The upcoming UN Regulation 155 requires adequate security for vehicle types. From 2024, vehicle types must have been developed according to a certified Cybersecurity Management System (CSMS). This makes a technical security gap analyses of future and legacy architectures for WP.29 necessary.
ESCRYPT’s technical vehicle type approval readiness assessment provides a sound foundation for technical roadmaps, budget estimation and business decisions.
The vehicle type approval readiness assessment is a component of PROOF, ESCRYPT‘s Product Security Organization Framework. PROOF is a proven approach to guide manufacturers and suppliers from the first readiness check to the commissioning and operation of a CSMS.
It takes time to implement the new cybersecurity requirements into your processes.

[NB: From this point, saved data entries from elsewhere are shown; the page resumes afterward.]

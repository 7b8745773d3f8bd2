//! `wikirank verify` - re-hash outputs against manifest.json

use std::path::PathBuf;

use anyhow::Result;
use clap::Args;

use wikirank_core::RunManifest;

use super::print_summary;

#[derive(Args, Debug)]
pub struct VerifyArgs {
    /// Output directory of a previous run
    pub dir: PathBuf,
}

pub fn run(args: VerifyArgs) -> Result<()> {
    let manifest = RunManifest::read_from(&args.dir)?;
    let report = manifest.verify(&args.dir);

    let mut rows: Vec<(&str, String)> = Vec::new();
    rows.extend(report.ok.iter().map(|f| ("OK", f.clone())));
    rows.extend(report.mismatched.iter().map(|f| ("CHANGED", f.clone())));
    rows.extend(report.missing.iter().map(|f| ("MISSING", f.clone())));
    rows.push(("Created", manifest.created_at.to_rfc3339()));
    rows.push(("Content hash", manifest.content_hash.clone()));
    print_summary("Verify", &rows);

    if !report.is_clean() {
        anyhow::bail!(
            "{} changed, {} missing in {}",
            report.mismatched.len(),
            report.missing.len(),
            args.dir.display()
        );
    }
    log::info!("All {} outputs match manifest", report.ok.len());
    Ok(())
}
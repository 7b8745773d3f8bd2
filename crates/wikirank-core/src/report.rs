//! Report emitter: final accumulator state → four summary tables
//!
//! Tables are built once from a [`SessionResult`] and can be written as
//! CSV/TSV (always) and Parquet (optional). Row order is fixed: language
//! ascending, then bin ascending; top-K by language then rank.

use std::path::{Path, PathBuf};
use std::sync::Arc;

use arrow::array::{
    ArrayRef, Float64Array, Int64Array, RecordBatch, StringArray, UInt32Array, UInt64Array,
};
use arrow::datatypes::Schema;
use arrow::error::ArrowError;
use serde::Serialize;

use crate::error::EtlError;
use crate::schema;
use crate::session::SessionResult;
use crate::sink::ParquetSink;

pub const LANG_SUMMARY_FILE: &str = "lang_summary.csv";
pub const QUALITY_BINS_FILE: &str = "lang_quality_bin_summary.csv";
pub const TITLE_LEN_BINS_FILE: &str = "lang_titlelen_bin_summary.csv";
pub const TOPK_FILE: &str = "lang_topk.tsv";

/// Every summary file name, CSV/TSV and Parquet
pub const SUMMARY_FILES: &[&str] = &[
    LANG_SUMMARY_FILE,
    QUALITY_BINS_FILE,
    TITLE_LEN_BINS_FILE,
    TOPK_FILE,
    "lang_summary.parquet",
    "lang_quality_bin_summary.parquet",
    "lang_titlelen_bin_summary.parquet",
    "lang_topk.parquet",
];

/// Decimal places kept for averages and ratios
const RATIO_DECIMALS: i32 = 6;

/// 2^52: from here up every f64 is already an integer
const F64_EXACT_INT: f64 = 4_503_599_627_370_496.0;

/// Round to `RATIO_DECIMALS` places. Values too large to carry that many
/// fractional digits are returned as-is.
fn round_ratio(v: f64) -> f64 {
    let scale = 10f64.powi(RATIO_DECIMALS);
    let scaled = v * scale;
    if !scaled.is_finite() || scaled.abs() >= F64_EXACT_INT {
        return v;
    }
    scaled.round() / scale
}

#[derive(Debug, Clone, PartialEq, Serialize)]
pub struct LangSummaryRow {
    pub lang: String,
    pub article_count: u64,
    pub avg_quality: f64,
    pub high_quality_ratio: f64,
}

#[derive(Debug, Clone, PartialEq, Eq, Serialize)]
pub struct QualityBinRow {
    pub lang: String,
    pub quality_bin: i64,
    pub bin_count: u64,
}

#[derive(Debug, Clone, PartialEq, Serialize)]
pub struct TitleLenBinRow {
    pub lang: String,
    pub title_len_bin: i64,
    pub bin_count: u64,
    pub avg_quality: f64,
    pub high_quality_ratio: f64,
}

#[derive(Debug, Clone, PartialEq, Serialize)]
pub struct TopKRow {
    pub lang: String,
    /// 1-based
    pub rank: u32,
    pub quality: f64,
    pub page_id: i64,
    pub title: String,
}

/// Where one table was written and how many rows it has
#[derive(Debug, Clone, PartialEq, Eq)]
pub struct WrittenTable {
    pub path: PathBuf,
    pub rows: usize,
}

/// The four summary tables, fully materialized
#[derive(Debug, Clone, Default, PartialEq)]
pub struct Report {
    pub lang_summary: Vec<LangSummaryRow>,
    pub quality_bins: Vec<QualityBinRow>,
    pub title_len_bins: Vec<TitleLenBinRow>,
    pub topk: Vec<TopKRow>,
}

impl Report {
    /// Flatten final session state into tables.
    pub fn build(result: &SessionResult) -> Self {
        let agg = &result.aggregates;

        let lang_summary = agg
            .languages
            .iter()
            .map(|(lang, s)| LangSummaryRow {
                lang: lang.clone(),
                article_count: s.count,
                avg_quality: round_ratio(s.avg_quality()),
                high_quality_ratio: round_ratio(s.high_quality_ratio()),
            })
            .collect();

        let quality_bins = agg
            .quality_bins
            .iter()
            .map(|((lang, bin), count)| QualityBinRow {
                lang: lang.clone(),
                quality_bin: *bin,
                bin_count: *count,
            })
            .collect();

        let title_len_bins = agg
            .title_len_bins
            .iter()
            .map(|((lang, bin), s)| TitleLenBinRow {
                lang: lang.clone(),
                title_len_bin: *bin,
                bin_count: s.count,
                avg_quality: round_ratio(s.avg_quality()),
                high_quality_ratio: round_ratio(s.high_quality_ratio()),
            })
            .collect();

        let mut topk = Vec::with_capacity(result.topk.total_entries());
        for lang in result.topk.languages() {
            for (i, entry) in result.topk.ranked(lang).into_iter().enumerate() {
                topk.push(TopKRow {
                    lang: lang.to_string(),
                    rank: u32::try_from(i + 1).unwrap_or(u32::MAX),
                    quality: entry.quality,
                    page_id: entry.page_id,
                    title: entry.title.clone(),
                });
            }
        }

        Self {
            lang_summary,
            quality_bins,
            title_len_bins,
            topk,
        }
    }

    /// Write the CSV and TSV tables into `dir`.
    pub fn write_tables(&self, dir: &Path) -> Result<Vec<WrittenTable>, EtlError> {
        Ok(vec![
            write_delimited(
                &dir.join(LANG_SUMMARY_FILE),
                b',',
                &schema::LANG_SUMMARY,
                &self.lang_summary,
            )?,
            write_delimited(
                &dir.join(QUALITY_BINS_FILE),
                b',',
                &schema::QUALITY_BINS,
                &self.quality_bins,
            )?,
            write_delimited(
                &dir.join(TITLE_LEN_BINS_FILE),
                b',',
                &schema::TITLE_LEN_BINS,
                &self.title_len_bins,
            )?,
            // Tab-separated: titles may contain commas but never tabs
            write_delimited(&dir.join(TOPK_FILE), b'\t', &schema::TOPK, &self.topk)?,
        ])
    }

    /// Write the same four tables as zstd Parquet into `dir`.
    pub fn write_parquet(
        &self,
        dir: &Path,
        zstd_level: i32,
    ) -> Result<Vec<WrittenTable>, EtlError> {
        let tables = [
            ("lang_summary.parquet", self.lang_summary_batch()?),
            ("lang_quality_bin_summary.parquet", self.quality_bins_batch()?),
            ("lang_titlelen_bin_summary.parquet", self.title_len_bins_batch()?),
            ("lang_topk.parquet", self.topk_batch()?),
        ];
        let mut written = Vec::with_capacity(tables.len());
        for (name, rb) in tables {
            let path = dir.join(name);
            let mut sink = ParquetSink::new(&path, rb.schema().as_ref(), zstd_level)?;
            sink.write_batch(&rb)?;
            let rows = sink.finalize()?;
            written.push(WrittenTable { path, rows });
        }
        Ok(written)
    }

    pub fn lang_summary_batch(&self) -> Result<RecordBatch, ArrowError> {
        let rows = &self.lang_summary;
        batch(
            &schema::LANG_SUMMARY,
            vec![
                Arc::new(StringArray::from_iter_values(rows.iter().map(|r| r.lang.as_str()))),
                Arc::new(UInt64Array::from_iter_values(rows.iter().map(|r| r.article_count))),
                Arc::new(Float64Array::from_iter_values(rows.iter().map(|r| r.avg_quality))),
                Arc::new(Float64Array::from_iter_values(
                    rows.iter().map(|r| r.high_quality_ratio),
                )),
            ],
        )
    }

    pub fn quality_bins_batch(&self) -> Result<RecordBatch, ArrowError> {
        let rows = &self.quality_bins;
        batch(
            &schema::QUALITY_BINS,
            vec![
                Arc::new(StringArray::from_iter_values(rows.iter().map(|r| r.lang.as_str()))),
                Arc::new(Int64Array::from_iter_values(rows.iter().map(|r| r.quality_bin))),
                Arc::new(UInt64Array::from_iter_values(rows.iter().map(|r| r.bin_count))),
            ],
        )
    }

    pub fn title_len_bins_batch(&self) -> Result<RecordBatch, ArrowError> {
        let rows = &self.title_len_bins;
        batch(
            &schema::TITLE_LEN_BINS,
            vec![
                Arc::new(StringArray::from_iter_values(rows.iter().map(|r| r.lang.as_str()))),
                Arc::new(Int64Array::from_iter_values(rows.iter().map(|r| r.title_len_bin))),
                Arc::new(UInt64Array::from_iter_values(rows.iter().map(|r| r.bin_count))),
                Arc::new(Float64Array::from_iter_values(rows.iter().map(|r| r.avg_quality))),
                Arc::new(Float64Array::from_iter_values(
                    rows.iter().map(|r| r.high_quality_ratio),
                )),
            ],
        )
    }

    pub fn topk_batch(&self) -> Result<RecordBatch, ArrowError> {
        let rows = &self.topk;
        batch(
            &schema::TOPK,
            vec![
                Arc::new(StringArray::from_iter_values(rows.iter().map(|r| r.lang.as_str()))),
                Arc::new(UInt32Array::from_iter_values(rows.iter().map(|r| r.rank))),
                Arc::new(Float64Array::from_iter_values(rows.iter().map(|r| r.quality))),
                Arc::new(Int64Array::from_iter_values(rows.iter().map(|r| r.page_id))),
                Arc::new(StringArray::from_iter_values(rows.iter().map(|r| r.title.as_str()))),
            ],
        )
    }
}

fn batch(schema: &Arc<Schema>, columns: Vec<ArrayRef>) -> Result<RecordBatch, ArrowError> {
    RecordBatch::try_new(schema.clone(), columns)
}

/// Header first (even for an empty table), then one record per row.
fn write_delimited<T: Serialize>(
    path: &Path,
    delimiter: u8,
    schema: &Schema,
    rows: &[T],
) -> Result<WrittenTable, EtlError> {
    let mut writer = csv::WriterBuilder::new()
        .delimiter(delimiter)
        .has_headers(false)
        .quote_style(csv::QuoteStyle::Necessary)
        .from_path(path)?;
    writer.write_record(schema::header(schema))?;
    for row in rows {
        writer.serialize(row)?;
    }
    writer.flush()?;
    Ok(WrittenTable {
        path: path.to_path_buf(),
        rows: rows.len(),
    })
}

Start today if you want to ensure your future products receive type approval.
With AUTOSAR to UNECE-compliant cybersecurity – Watch our webinar recording to learn how to realize type-approvable development and retrofit of E/E architectures with AUTOSAR and download our whitepaper.
Assessing type approval readiness
The method
ESCRYPT’s vehicle type approval readiness assessment focuses on the critical elements as well as E/E level measures. Its criteria are based on
- the regulation text,
- the task force’s interpretation document,
- lessons learned from the WP.29 test phase in 2019, and
- well over a decade of experience in engineering secure vehicle types.

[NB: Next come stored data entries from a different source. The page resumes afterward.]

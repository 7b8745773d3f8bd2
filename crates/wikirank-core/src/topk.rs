//! Bounded per-language top-K by quality
//!
//! Each language keeps a max-heap ordered "worst on top", capped at K.
//! A new entry only displaces the current worst, so memory per language is
//! O(K) regardless of input size and the kept set is exact at every point.
//!
//! Rank order: quality descending, page id ascending, then arrival order.
//! Arrival order only matters for duplicate (quality, page_id) pairs and is a
//! global row sequence, so it does not depend on chunk boundaries.

use std::cmp::Ordering;
use std::collections::BinaryHeap;

use rustc_hash::FxHashMap;

/// One ranked article
#[derive(Debug, Clone, PartialEq)]
pub struct TopEntry {
    pub quality: f64,
    pub page_id: i64,
    pub title: String,
    seq: u64,
}


/// `Less` means `a` ranks ahead of `b`.
fn rank_cmp(a_quality: f64, a_id: i64, a_seq: u64, b: &TopEntry) -> Ordering {
    b.quality
        .total_cmp(&a_quality)
        .then(a_id.cmp(&b.page_id))
        .then(a_seq.cmp(&b.seq))
}

/// Heap wrapper: greater = ranks lower, so `peek()` is the worst kept entry.
#[derive(Debug)]
struct HeapItem(TopEntry);

impl PartialEq for HeapItem {
    fn eq(&self, other: &Self) -> bool {
        self.cmp(other) == Ordering::Equal
    }
}

impl Eq for HeapItem {}

impl PartialOrd for HeapItem {
    fn partial_cmp(&self, other: &Self) -> Option<Ordering> {
        Some(self.cmp(other))
    }
}

impl Ord for HeapItem {
    fn cmp(&self, other: &Self) -> Ordering {
        rank_cmp(self.0.quality, self.0.page_id, self.0.seq, &other.0)
    }
}

/// Fixed-capacity top-K container for one language
#[derive(Debug)]
pub struct BoundedTopK {
    capacity: usize,
    heap: BinaryHeap<HeapItem>,
}

impl BoundedTopK {
    pub fn new(capacity: usize) -> Self {
        Self {
            capacity,
            heap: BinaryHeap::with_capacity(capacity.min(1024)),
        }
    }

    pub fn len(&self) -> usize {
        self.heap.len()
    }

    pub fn is_empty(&self) -> bool {
        self.heap.is_empty()
    }

    /// Offer an entry; returns true if it was kept.
    ///
    /// `seq` is the arrival number, lower wins among equal (quality, page_id).
    /// The title is only cloned when the entry makes the cut.
    pub fn offer(&mut self, quality: f64, page_id: i64, title: &str, seq: u64) -> bool {
        if self.capacity == 0 {
            return false;
        }
        if self.heap.len() >= self.capacity {
            let displaces = self
                .heap
                .peek()
                .is_some_and(|worst| rank_cmp(quality, page_id, seq, &worst.0) == Ordering::Less);
            if !displaces {
                return false;
            }
            self.heap.pop();
        }
        self.heap.push(HeapItem(TopEntry {
            quality,
            page_id,
            title: title.to_string(),
            seq,
        }));
        true
    }

    /// Kept entries in rank order (best first)
    pub fn ranked(&self) -> Vec<&TopEntry> {
        let mut entries: Vec<&TopEntry> = self.heap.iter().map(|item| &item.0).collect();
        entries.sort_by(|a, b| rank_cmp(a.quality, a.page_id, a.seq, b));
        entries
    }
}

/// Per-language collection of [`BoundedTopK`] lists
#[derive(Debug)]
pub struct TopKTracker {
    k: usize,
    lists: FxHashMap<String, BoundedTopK>,
    next_seq: u64,
}

impl TopKTracker {
    pub fn new(k: usize) -> Self {
        Self {
            k,
            lists: FxHashMap::default(),
            next_seq: 0,
        }
    }

    /// Offer one article. No-op when quality or page id is missing.
    pub fn offer(
        &mut self,
        language: &str,
        quality: Option<f64>,
        page_id: Option<i64>,
        title: &str,
    ) -> bool {
        let (Some(quality), Some(page_id)) = (quality, page_id) else {
            return false;
        };
        let seq = self.next_seq;
        self.next_seq += 1;

        if let Some(list) = self.lists.get_mut(language) {
            return list.offer(quality, page_id, title, seq);
        }
        let mut list = BoundedTopK::new(self.k);
        let kept = list.offer(quality, page_id, title, seq);
        self.lists.insert(language.to_string(), list);
        kept
    }

    /// Ranked entries for one language; empty if none were eligible.
    pub fn ranked(&self, language: &str) -> Vec<&TopEntry> {
        self.lists
            .get(language)
            .map(BoundedTopK::ranked)
            .unwrap_or_default()
    }

    /// Languages with at least one eligible entry, ascending
    pub fn languages(&self) -> Vec<&str> {
        let mut langs: Vec<&str> = self
            .lists
            .iter()
            .filter(|(_, list)| !list.is_empty())
            .map(|(lang, _)| lang.as_str())
            .collect();
        langs.sort_unstable();
        langs
    }

    /// Total entries held across all languages
    pub fn total_entries(&self) -> usize {
        self.lists.values().map(BoundedTopK::len).sum()
    }
}
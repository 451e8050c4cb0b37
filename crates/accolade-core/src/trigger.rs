// trigger.rs — Trigger model: routing keys and the host occurrence contract.
//
// A Trigger is what the host hands to the dispatcher: a string type tag,
// optionally carrying the occurrence that caused it. Routing is exact
// string match on the type tag; there is no wildcard or hierarchy
// matching. Handlers observe the occurrence as JSON, never as a host type.

use std::fmt;
use std::sync::Arc;

use serde::{Deserialize, Serialize};
use serde_json::Value;

use crate::player::PlayerId;

/// The routing key for a trigger. Definitions bind handlers per type, and
/// the dispatcher matches types by exact string equality.
#[derive(Debug, Clone, PartialEq, Eq, Hash, PartialOrd, Ord, Serialize, Deserialize)]
#[serde(transparent)]
pub struct TriggerType(String);

impl TriggerType {
    pub fn new(t: impl Into<String>) -> Self {
        Self(t.into())
    }

    pub fn as_str(&self) -> &str {
        &self.0
    }
}

impl fmt::Display for TriggerType {
    fn fmt(&self, f: &mut fmt::Formatter<'_>) -> fmt::Result {
        write!(f, "{}", self.0)
    }
}

impl From<&str> for TriggerType {
    fn from(t: &str) -> Self {
        Self(t.to_string())
    }
}

impl From<String> for TriggerType {
    fn from(t: String) -> Self {
        Self(t)
    }
}

/// An occurrence in the host system (a login, a purchase, a block broken).
///
/// Hosts implement this for their own event types. The engine only ever
/// asks three things: which trigger type the occurrence maps to, whether
/// it is scoped to one player, and a JSON view of its payload for
/// handlers.
pub trait Event: Send + Sync {
    /// The trigger type this occurrence dispatches under.
    fn trigger_type(&self) -> TriggerType;

    /// The player this occurrence is scoped to, if any.
    ///
    /// A `Some` target restricts the player phase to exactly that player;
    /// `None` means the occurrence is global and every applicable player
    /// is processed.
    fn player(&self) -> Option<&PlayerId> {
        None
    }

    /// The payload handlers observe. Computed once per dispatch.
    fn payload(&self) -> Value;
}

/// A dispatchable trigger: a type tag plus the occurrence behind it.
///
/// `of_type` builds a bare trigger with no occurrence, used for synthetic
/// or administrative dispatch (e.g. a periodic tick).
#[derive(Clone)]
pub struct Trigger {
    trigger_type: TriggerType,
    event: Option<Arc<dyn Event>>,
}

impl Trigger {
    /// Build a trigger from a host occurrence. The type tag is derived
    /// from the occurrence itself.
    pub fn from_event(event: Arc<dyn Event>) -> Self {
        Self {
            trigger_type: event.trigger_type(),
            event: Some(event),
        }
    }

    /// Build a bare trigger carrying no occurrence.
    pub fn of_type(trigger_type: impl Into<TriggerType>) -> Self {
        Self {
            trigger_type: trigger_type.into(),
            event: None,
        }
    }

    pub fn trigger_type(&self) -> &TriggerType {
        &self.trigger_type
    }

    /// The player the underlying occurrence targets, if it is scoped.
    pub fn target_player(&self) -> Option<&PlayerId> {
        self.event.as_deref().and_then(|e| e.player())
    }

    /// JSON payload of the underlying occurrence. `None` for bare triggers.
    pub fn payload(&self) -> Option<Value> {
        self.event.as_deref().map(|e| e.payload())
    }
}

impl fmt::Debug for Trigger {
    fn fmt(&self, f: &mut fmt::Formatter<'_>) -> fmt::Result {
        f.debug_struct("Trigger")
            .field("trigger_type", &self.trigger_type)
            .field("target_player", &self.target_player())
            .finish()
    }
}

/// A ready-made [`Event`] for hosts that don't have their own event types
/// (and for tests): a type tag, an optional target player, and a JSON
/// payload.
#[derive(Debug, Clone)]
pub struct SimpleEvent {
    trigger_type: TriggerType,
    player: Option<PlayerId>,
    payload: Value,
}

impl SimpleEvent {
    /// A global occurrence of the given type with a null payload.
    pub fn new(trigger_type: impl Into<TriggerType>) -> Self {
        Self {
            trigger_type: trigger_type.into(),
            player: None,
            payload: Value::Null,
        }
    }

    /// An occurrence scoped to one player.
    pub fn for_player(trigger_type: impl Into<TriggerType>, player: impl Into<PlayerId>) -> Self {
        Self {
            trigger_type: trigger_type.into(),
            player: Some(player.into()),
            payload: Value::Null,
        }
    }

    /// Attach a payload.
    pub fn with_payload(mut self, payload: Value) -> Self {
        self.payload = payload;
        self
    }

    /// Wrap into a dispatchable trigger.
    pub fn into_trigger(self) -> Trigger {
        Trigger::from_event(Arc::new(self))
    }
}

impl Event for SimpleEvent {
    fn trigger_type(&self) -> TriggerType {
        self.trigger_type.clone()
    }

    fn player(&self) -> Option<&PlayerId> {
        self.player.as_ref()
    }

    fn payload(&self) -> Value {
        self.payload.clone()
    }
}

The assessment uses well-defined criticality indicators to identify potentially critical elements of the E/E architecture. These elements are matched with the threats from Annex 5 of the regulation and appropriate security controls. ESCRYPT’s readiness report puts a specific focus on economic considerations in order to balance compliance, security, and financial viability.
Work items
- ESCRYPT‘s experts conduct a technical analysis of the target vehicle type, i.e. its E/E architecture, together with the customer’s internal stakeholders.
- In a customer workshop, ESCRYPT leads through a WP.29 gap analysis of vehicle type‘s elements, their cybersecurity criticalities and current security controls.
- This results in a completed readiness assessment calculation sheet with an initial budget estimation to prepare the vehicle type for approval.
- Following the workshop, ESCRYPT creates and delivers a readiness report with additional E/E level recommendations that can optimize preparations for type approval.